Saved entries:
//! Game state.
//!
//! ## GameState
//!
//! Everything needed to continue a game: configuration, board, chain
//! registry, bank, players, tile pool, phase, event log and action history.
//! Collections that grow or get touched piecemeal use `im` persistent
//! structures, so the clone `apply` takes before mutating is cheap.
//!
//! ## GamePhase
//!
//! A tagged phase. The two multi-step sub-states (founding a chain and
//! resolving a merger) carry their data inside the variant, so a state taken
//! between two actions serializes and resumes without anything on the side.
//!
//! Fields are public for inspection. Mutate only through `rules::apply`;
//! it is the only path that keeps the invariants.

use im::Vector;
use serde::{Deserialize, Serialize};
use smallvec::SmallVec;

use super::action::{Action, ActionRecord};
use super::config::AcquireConfig;
use super::event::{GameEndReason, GameEvent};
use super::player::{Player, PlayerId, PlayerMap};
use crate::board::{Board, Tile};
use crate::market::{Chain, ChainMap, ChainName, StockMarket};

/// Per-turn flags, reset when the turn passes.
#[derive(Clone, Copy, Debug, Default, PartialEq, Eq, Serialize, Deserialize)]
pub struct TurnState {
    /// Placed a tile or passed.
    pub played_tile: bool,
    pub bought_stocks: bool,
    pub stocks_purchased: u8,
    pub exchanged_dead_tile: bool,
}

/// Progress through a merger.
///
/// Lives inside `GamePhase::ResolvingMerger` from the placement that
/// triggers the merger until the last defunct chain is folded in.
#[derive(Clone, Debug, PartialEq, Eq, Serialize, Deserialize)]
pub struct MergerState {
    /// The player whose placement started the merger.
    pub mergemaker: PlayerId,

    pub triggering_tile: Tile,

    /// All merging chains, largest first.
    pub merging: SmallVec<[ChainName; 4]>,

    /// Chains tied for largest. Only consulted while `survivor` is `None`.
    pub candidates: SmallVec<[ChainName; 4]>,

    /// `None` until the mergemaker breaks a tie.
    pub survivor: Option<ChainName>,

    /// Chains being absorbed, in processing order (largest first).
    pub defunct: SmallVec<[ChainName; 3]>,

    pub defunct_index: usize,

    /// Holders of the current defunct chain, mergemaker first.
    pub shareholders: SmallVec<[PlayerId; 6]>,

    pub shareholder_index: usize,

    /// The triggering tile and the unincorporated tiles it connects.
    pub pending_tiles: Vec<Tile>,
}

impl MergerState {
    /// Waiting for the mergemaker to pick a survivor.
    #[must_use]
    pub fn awaiting_survivor(&self) -> bool {
        self.survivor.is_none()
    }

    /// The defunct chain whose shares are being disposed of.
    #[must_use]
    pub fn current_defunct(&self) -> Option<ChainName> {
        self.defunct.get(self.defunct_index).copied()
    }

    /// The shareholder who must decide next.
    #[must_use]
    pub fn current_shareholder(&self) -> Option<PlayerId> {
        self.survivor?;
        self.shareholders.get(self.shareholder_index).copied()
    }
}

/// Result of final scoring.
#[derive(Clone, Debug, PartialEq, Eq, Serialize, Deserialize)]
pub struct FinalStandings {
    /// Final cash per seat, after bonuses and liquidation.
    pub scores: PlayerMap<u32>,

    /// Highest score. The earliest seat wins a tie.
    pub winner: PlayerId,

    pub reason: GameEndReason,
}

/// Current phase of the turn cycle.
#[derive(Clone, Debug, PartialEq, Eq, Serialize, Deserialize)]
pub enum GamePhase {
    PlayingTile,

    /// A tile group is waiting for the current player to name a chain.
    FoundingChain { tiles: Vec<Tile> },

    BuyingStocks,

    ResolvingMerger(MergerState),

    Ended(FinalStandings),
}

impl GamePhase {
    /// Stable kebab-case name, used in errors and logs.
    #[must_use]
    pub const fn name(&self) -> &'static str {
        match self {
            GamePhase::PlayingTile => "play-tile",
            GamePhase::FoundingChain { .. } => "found-chain",
            GamePhase::BuyingStocks => "buy-stocks",
            GamePhase::ResolvingMerger(_) => "resolve-merger",
            GamePhase::Ended(_) => "ended",
        }
    }
}

/// Complete game state.
#[derive(Clone, Debug, PartialEq, Eq, Serialize, Deserialize)]
pub struct GameState {
    pub config: AcquireConfig,

    pub board: Board,

    /// Chain registry.
    pub chains: ChainMap<Chain>,

    /// Shares left in the bank.
    pub market: StockMarket,

    pub players: PlayerMap<Player>,

    /// Undrawn tiles. Draws take from the back.
    pub tile_pool: Vector<Tile>,

    pub phase: GamePhase,

    /// Whose turn it is.
    pub current_player: PlayerId,

    /// Turn number (starts at 1).
    pub turn_number: u32,

    pub turn: TurnState,

    pub events: Vector<GameEvent>,

    pub history: Vector<ActionRecord>,
}

impl GameState {
    /// Create a state at the start of the first turn.
    ///
    /// Players arrive with their hands already dealt; `tile_pool` holds the
    /// rest.
    #[must_use]
    pub fn new(config: AcquireConfig, players: PlayerMap<Player>, tile_pool: Vector<Tile>) -> Self {
        Self {
            config,
            board: Board::new(),
            chains: ChainMap::new(|_| Chain::default()),
            market: StockMarket::new(),
            players,
            tile_pool,
            phase: GamePhase::PlayingTile,
            current_player: PlayerId::new(0),
            turn_number: 1,
            turn: TurnState::default(),
            events: Vector::new(),
            history: Vector::new(),
        }
    }

    /// Get player count.
    #[must_use]
    pub fn player_count(&self) -> usize {
        self.players.player_count()
    }

    /// Iterate over all player IDs.
    pub fn player_ids(&self) -> impl Iterator<Item = PlayerId> {
        PlayerId::all(self.player_count())
    }

    #[must_use]
    pub fn player(&self, id: PlayerId) -> &Player {
        &self.players[id]
    }

    #[must_use]
    pub fn chain(&self, name: ChainName) -> &Chain {
        &self.chains[name]
    }

    /// Current size of a chain.
    #[must_use]
    pub fn chain_size(&self, name: ChainName) -> usize {
        self.chains[name].size()
    }

    /// Active chains in canonical order.
    pub fn active_chains(&self) -> impl Iterator<Item = ChainName> + '_ {
        self.chains.iter().filter(|(_, c)| c.active).map(|(n, _)| n)
    }

    /// Shares of `chain` held across all players.
    #[must_use]
    pub fn shares_held(&self, chain: ChainName) -> u32 {
        self.players.iter().map(|(_, p)| u32::from(p.shares(chain))).sum()
    }

    /// Merger progress, if one is being resolved.
    #[must_use]
    pub fn merger(&self) -> Option<&MergerState> {
        match &self.phase {
            GamePhase::ResolvingMerger(merger) => Some(merger),
            _ => None,
        }
    }

    /// The single player allowed to act right now.
    ///
    /// Normally the turn player; during stock disposition, the shareholder
    /// whose decision is pending. `None` once the game is over.
    #[must_use]
    pub fn acting_player(&self) -> Option<PlayerId> {
        match &self.phase {
            GamePhase::Ended(_) => None,
            GamePhase::ResolvingMerger(merger) if !merger.awaiting_survivor() => {
                merger.current_shareholder()
            }
            _ => Some(self.current_player),
        }
    }

    #[must_use]
    pub fn is_game_over(&self) -> bool {
        matches!(self.phase, GamePhase::Ended(_))
    }

    #[must_use]
    pub fn standings(&self) -> Option<&FinalStandings> {
        match &self.phase {
            GamePhase::Ended(standings) => Some(standings),
            _ => None,
        }
    }

    #[must_use]
    pub fn winner(&self) -> Option<PlayerId> {
        self.standings().map(|s| s.winner)
    }

    #[must_use]
    pub fn final_scores(&self) -> Option<&PlayerMap<u32>> {
        self.standings().map(|s| &s.scores)
    }

    // === Mutation helpers used by the rules ===

    /// Append to the event log.
    pub fn log(&mut self, event: GameEvent) {
        self.events.push_back(event);
    }

    /// Record an accepted action in history.
    pub fn record_action(&mut self, player: PlayerId, action: Action) {
        let sequence = self.history.len() as u32;
        self.history
            .push_back(ActionRecord::new(player, action, self.turn_number, sequence));
    }

    /// Move the top tile of the pool into a player's hand.
    pub fn draw_tile(&mut self, player: PlayerId) -> Option<Tile> {
        let tile = self.tile_pool.pop_back()?;
        self.players[player].hand.push(tile);
        Some(tile)
    }
}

**About this exercise:**
Count the lines in the preceding entries that contain the string "GameEvent", and state only the resulting number.

**Output below:**
3